**WHAT THE TASK ASKS**
Each line below that contains the word "format" must be copied.

━━━━━ SOURCE DATA

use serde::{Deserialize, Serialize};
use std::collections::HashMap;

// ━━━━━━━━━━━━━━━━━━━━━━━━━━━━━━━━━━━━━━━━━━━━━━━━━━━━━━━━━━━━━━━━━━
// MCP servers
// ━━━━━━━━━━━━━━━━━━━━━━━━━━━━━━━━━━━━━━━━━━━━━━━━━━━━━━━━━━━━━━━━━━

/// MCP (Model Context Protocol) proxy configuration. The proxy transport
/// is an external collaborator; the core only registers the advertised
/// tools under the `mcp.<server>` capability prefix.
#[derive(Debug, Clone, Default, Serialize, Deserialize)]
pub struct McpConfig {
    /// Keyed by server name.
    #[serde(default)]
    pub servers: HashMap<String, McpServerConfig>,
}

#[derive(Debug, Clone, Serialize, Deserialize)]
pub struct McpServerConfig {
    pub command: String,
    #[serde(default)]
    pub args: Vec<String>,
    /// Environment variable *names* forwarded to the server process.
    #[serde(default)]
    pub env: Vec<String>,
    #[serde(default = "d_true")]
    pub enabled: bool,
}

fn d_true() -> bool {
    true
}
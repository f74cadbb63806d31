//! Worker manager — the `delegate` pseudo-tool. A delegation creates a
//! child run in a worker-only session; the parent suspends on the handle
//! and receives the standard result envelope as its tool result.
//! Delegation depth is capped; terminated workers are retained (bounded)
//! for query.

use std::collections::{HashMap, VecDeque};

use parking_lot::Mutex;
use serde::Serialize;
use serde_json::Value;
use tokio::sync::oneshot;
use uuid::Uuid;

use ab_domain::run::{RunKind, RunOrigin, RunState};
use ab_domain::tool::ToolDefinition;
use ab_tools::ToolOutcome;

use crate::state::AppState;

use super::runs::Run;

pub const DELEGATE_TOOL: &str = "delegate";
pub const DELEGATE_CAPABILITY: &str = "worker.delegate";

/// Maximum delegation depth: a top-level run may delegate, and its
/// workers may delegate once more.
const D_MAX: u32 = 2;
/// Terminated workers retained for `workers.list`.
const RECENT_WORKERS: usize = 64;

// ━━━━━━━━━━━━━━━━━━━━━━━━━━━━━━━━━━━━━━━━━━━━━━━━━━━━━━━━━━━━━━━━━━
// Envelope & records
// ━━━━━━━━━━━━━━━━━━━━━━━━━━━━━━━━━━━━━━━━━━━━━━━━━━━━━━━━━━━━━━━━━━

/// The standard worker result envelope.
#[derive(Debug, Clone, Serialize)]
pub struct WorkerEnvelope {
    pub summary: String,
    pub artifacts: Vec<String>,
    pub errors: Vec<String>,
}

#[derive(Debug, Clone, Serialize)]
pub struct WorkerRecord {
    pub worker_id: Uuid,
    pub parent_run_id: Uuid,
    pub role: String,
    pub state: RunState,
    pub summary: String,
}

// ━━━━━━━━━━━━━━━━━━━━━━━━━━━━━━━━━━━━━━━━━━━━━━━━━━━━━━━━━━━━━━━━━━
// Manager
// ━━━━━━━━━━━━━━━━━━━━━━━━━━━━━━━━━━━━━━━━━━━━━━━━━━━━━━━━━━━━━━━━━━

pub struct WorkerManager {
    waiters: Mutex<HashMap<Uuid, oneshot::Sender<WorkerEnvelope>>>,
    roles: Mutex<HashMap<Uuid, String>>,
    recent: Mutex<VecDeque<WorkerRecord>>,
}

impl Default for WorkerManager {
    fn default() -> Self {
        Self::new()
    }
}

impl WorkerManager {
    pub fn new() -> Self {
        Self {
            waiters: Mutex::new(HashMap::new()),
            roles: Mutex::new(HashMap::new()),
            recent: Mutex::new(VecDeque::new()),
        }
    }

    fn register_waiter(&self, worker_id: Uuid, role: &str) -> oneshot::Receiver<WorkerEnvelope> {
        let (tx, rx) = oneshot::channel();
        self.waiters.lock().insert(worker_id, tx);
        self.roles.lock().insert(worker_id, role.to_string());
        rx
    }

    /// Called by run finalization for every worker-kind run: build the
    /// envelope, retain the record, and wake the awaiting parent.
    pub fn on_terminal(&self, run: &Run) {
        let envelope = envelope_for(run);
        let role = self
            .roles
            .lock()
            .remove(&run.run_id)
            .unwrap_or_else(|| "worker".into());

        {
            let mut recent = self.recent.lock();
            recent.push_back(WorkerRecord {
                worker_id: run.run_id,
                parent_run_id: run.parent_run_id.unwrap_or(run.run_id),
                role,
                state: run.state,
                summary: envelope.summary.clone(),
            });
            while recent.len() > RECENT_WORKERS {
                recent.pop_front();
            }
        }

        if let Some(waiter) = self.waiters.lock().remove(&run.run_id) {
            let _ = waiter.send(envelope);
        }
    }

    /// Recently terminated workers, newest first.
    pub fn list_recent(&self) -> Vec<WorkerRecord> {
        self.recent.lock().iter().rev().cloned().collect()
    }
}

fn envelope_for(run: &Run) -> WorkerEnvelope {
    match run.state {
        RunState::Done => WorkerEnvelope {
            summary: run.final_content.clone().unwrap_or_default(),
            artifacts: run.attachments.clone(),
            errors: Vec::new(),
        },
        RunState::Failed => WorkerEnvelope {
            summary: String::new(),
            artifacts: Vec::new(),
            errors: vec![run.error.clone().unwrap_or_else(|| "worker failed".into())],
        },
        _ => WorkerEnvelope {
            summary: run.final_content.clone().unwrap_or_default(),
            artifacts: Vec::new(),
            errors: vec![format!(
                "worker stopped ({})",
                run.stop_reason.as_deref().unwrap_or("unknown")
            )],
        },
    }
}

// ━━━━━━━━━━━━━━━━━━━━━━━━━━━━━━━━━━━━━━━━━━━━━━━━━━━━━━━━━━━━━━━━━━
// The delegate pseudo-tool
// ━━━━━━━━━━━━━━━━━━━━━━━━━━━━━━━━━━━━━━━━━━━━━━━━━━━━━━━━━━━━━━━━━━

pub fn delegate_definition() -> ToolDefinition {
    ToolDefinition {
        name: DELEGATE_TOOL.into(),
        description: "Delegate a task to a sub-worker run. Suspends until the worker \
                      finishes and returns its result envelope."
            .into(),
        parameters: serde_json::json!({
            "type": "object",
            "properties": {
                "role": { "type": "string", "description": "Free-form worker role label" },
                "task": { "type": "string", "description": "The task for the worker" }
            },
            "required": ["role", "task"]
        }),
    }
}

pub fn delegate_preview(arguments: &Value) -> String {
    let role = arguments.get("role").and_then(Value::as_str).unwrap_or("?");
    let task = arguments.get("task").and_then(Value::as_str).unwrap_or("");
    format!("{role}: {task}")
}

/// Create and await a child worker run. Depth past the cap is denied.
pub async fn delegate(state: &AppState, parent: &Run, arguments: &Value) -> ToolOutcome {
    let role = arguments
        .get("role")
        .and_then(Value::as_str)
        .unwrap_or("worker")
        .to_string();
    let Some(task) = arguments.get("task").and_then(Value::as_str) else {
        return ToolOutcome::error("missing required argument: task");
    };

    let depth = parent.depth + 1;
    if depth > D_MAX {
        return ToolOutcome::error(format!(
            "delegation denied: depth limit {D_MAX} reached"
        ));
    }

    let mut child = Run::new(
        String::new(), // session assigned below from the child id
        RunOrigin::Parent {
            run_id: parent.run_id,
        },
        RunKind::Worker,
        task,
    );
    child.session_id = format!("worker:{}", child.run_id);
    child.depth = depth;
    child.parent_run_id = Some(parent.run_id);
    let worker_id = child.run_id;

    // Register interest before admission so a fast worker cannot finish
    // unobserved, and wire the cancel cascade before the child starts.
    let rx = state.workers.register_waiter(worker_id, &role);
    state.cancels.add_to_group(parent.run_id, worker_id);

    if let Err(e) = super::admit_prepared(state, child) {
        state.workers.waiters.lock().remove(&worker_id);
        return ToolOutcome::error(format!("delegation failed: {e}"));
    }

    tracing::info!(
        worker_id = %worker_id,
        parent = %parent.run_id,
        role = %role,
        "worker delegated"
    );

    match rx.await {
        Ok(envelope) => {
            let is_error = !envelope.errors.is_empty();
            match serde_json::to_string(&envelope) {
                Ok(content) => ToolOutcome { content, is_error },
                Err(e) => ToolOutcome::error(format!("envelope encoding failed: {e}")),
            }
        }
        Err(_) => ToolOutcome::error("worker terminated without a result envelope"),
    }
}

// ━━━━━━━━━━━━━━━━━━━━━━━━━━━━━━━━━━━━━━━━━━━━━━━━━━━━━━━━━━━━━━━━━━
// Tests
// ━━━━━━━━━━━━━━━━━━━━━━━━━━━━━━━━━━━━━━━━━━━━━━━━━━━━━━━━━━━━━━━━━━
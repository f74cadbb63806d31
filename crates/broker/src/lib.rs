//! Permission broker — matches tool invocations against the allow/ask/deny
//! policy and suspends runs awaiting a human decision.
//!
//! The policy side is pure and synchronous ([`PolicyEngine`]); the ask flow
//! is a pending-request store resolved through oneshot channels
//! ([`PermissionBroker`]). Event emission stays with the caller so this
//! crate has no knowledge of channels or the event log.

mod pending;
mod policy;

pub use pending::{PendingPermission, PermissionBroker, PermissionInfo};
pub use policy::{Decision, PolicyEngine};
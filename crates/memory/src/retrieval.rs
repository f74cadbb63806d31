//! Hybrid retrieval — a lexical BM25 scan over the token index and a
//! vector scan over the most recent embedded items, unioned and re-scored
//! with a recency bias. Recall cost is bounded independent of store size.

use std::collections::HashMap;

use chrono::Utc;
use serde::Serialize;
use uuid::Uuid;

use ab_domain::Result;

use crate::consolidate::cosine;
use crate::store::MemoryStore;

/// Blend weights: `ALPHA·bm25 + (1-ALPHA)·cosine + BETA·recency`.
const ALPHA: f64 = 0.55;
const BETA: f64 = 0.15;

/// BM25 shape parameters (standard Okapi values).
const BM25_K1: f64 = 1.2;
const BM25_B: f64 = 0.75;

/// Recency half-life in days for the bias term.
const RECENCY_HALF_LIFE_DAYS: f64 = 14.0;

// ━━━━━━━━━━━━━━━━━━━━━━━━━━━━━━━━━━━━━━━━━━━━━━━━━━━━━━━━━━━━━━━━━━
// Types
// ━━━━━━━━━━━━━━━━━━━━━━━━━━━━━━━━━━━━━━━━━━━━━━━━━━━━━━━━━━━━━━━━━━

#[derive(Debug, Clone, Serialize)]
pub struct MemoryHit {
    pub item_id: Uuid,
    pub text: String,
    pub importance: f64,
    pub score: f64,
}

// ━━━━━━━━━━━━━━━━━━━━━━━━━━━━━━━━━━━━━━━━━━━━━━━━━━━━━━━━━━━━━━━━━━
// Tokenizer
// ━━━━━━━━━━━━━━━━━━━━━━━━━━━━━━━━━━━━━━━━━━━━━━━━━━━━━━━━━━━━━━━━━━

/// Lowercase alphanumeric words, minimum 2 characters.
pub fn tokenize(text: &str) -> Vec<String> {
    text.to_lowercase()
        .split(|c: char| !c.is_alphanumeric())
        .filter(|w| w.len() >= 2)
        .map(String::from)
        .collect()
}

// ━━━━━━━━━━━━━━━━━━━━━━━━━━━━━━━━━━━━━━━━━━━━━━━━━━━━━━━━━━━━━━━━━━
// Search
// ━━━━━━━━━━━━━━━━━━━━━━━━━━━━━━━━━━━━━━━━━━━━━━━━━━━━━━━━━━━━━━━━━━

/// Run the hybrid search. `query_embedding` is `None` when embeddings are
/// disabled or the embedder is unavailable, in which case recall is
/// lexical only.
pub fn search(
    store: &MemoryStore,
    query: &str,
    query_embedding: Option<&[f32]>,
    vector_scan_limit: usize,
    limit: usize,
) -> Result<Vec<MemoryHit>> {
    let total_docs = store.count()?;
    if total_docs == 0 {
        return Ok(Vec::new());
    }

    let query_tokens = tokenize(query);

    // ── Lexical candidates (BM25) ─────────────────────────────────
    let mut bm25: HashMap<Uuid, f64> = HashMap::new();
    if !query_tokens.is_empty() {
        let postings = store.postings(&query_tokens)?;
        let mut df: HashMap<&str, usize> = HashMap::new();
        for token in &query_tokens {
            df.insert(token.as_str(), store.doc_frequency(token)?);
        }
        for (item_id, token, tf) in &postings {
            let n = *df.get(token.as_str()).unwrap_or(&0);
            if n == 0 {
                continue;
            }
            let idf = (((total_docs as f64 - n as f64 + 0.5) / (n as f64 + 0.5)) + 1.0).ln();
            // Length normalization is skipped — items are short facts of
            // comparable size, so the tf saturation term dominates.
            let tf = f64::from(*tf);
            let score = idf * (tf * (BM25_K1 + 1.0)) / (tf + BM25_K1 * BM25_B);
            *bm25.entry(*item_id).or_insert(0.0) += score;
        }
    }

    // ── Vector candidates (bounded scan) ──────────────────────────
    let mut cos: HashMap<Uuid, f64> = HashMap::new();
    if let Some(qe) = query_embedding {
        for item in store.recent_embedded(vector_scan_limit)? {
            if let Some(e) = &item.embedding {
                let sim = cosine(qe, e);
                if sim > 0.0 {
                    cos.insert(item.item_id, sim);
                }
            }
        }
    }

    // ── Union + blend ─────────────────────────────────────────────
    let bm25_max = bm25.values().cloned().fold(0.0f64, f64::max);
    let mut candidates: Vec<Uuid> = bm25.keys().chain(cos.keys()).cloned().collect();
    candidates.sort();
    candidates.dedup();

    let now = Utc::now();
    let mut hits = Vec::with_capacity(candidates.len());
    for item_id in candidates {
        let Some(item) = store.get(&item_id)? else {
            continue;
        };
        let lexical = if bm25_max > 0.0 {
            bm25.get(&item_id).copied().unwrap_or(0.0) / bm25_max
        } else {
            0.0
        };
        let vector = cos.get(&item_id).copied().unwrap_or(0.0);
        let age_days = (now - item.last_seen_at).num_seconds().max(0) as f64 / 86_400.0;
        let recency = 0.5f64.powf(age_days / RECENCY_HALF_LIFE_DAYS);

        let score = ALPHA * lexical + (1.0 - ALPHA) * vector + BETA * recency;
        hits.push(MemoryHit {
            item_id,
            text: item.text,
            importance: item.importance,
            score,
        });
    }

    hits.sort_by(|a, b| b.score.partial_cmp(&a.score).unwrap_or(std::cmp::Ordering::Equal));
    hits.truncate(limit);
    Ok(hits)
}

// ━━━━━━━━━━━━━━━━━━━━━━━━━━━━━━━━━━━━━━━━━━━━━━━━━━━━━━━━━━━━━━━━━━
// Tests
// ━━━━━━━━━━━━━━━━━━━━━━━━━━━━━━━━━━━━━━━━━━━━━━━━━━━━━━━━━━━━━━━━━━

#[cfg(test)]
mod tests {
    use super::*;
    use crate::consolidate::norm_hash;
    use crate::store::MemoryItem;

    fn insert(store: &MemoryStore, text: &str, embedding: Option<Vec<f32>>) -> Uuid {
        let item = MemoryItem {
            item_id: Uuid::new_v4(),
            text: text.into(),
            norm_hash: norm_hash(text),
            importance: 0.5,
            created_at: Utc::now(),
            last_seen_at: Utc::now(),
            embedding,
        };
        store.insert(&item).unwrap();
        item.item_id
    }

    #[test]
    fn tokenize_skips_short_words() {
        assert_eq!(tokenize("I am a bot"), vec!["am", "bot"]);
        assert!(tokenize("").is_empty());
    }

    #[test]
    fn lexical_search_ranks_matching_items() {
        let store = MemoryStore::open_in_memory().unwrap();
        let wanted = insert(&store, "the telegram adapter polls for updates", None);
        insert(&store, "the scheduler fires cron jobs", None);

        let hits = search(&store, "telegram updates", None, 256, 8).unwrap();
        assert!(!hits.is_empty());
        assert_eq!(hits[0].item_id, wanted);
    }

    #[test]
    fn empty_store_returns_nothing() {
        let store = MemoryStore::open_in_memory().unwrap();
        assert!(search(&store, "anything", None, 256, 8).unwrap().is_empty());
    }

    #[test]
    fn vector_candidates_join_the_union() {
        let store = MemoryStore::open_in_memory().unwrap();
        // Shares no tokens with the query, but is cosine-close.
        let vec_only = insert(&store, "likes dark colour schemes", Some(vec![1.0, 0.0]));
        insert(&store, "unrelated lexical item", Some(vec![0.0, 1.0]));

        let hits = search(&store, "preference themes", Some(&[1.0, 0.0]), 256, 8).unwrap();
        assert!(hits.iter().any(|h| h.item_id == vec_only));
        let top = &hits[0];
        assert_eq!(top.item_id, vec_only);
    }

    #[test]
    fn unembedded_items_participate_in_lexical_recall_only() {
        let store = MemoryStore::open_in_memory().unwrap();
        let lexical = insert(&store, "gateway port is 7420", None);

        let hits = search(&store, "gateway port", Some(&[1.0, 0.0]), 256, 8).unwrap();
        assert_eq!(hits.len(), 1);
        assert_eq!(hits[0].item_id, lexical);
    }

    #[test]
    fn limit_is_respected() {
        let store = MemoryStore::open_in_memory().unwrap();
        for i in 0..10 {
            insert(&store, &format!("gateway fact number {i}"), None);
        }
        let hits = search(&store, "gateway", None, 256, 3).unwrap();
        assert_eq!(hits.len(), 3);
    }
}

━━━━━━━━━━

**ANSWER TO THIS PROBLEM**
            errors: vec![format!(
    format!("{role}: {task}")
        return ToolOutcome::error(format!(
    child.session_id = format!("worker:{}", child.run_id);
        return ToolOutcome::error(format!("delegation failed: {e}"));
                Err(e) => ToolOutcome::error(format!("envelope encoding failed: {e}")),
            insert(&store, &format!("gateway fact number {i}"), None);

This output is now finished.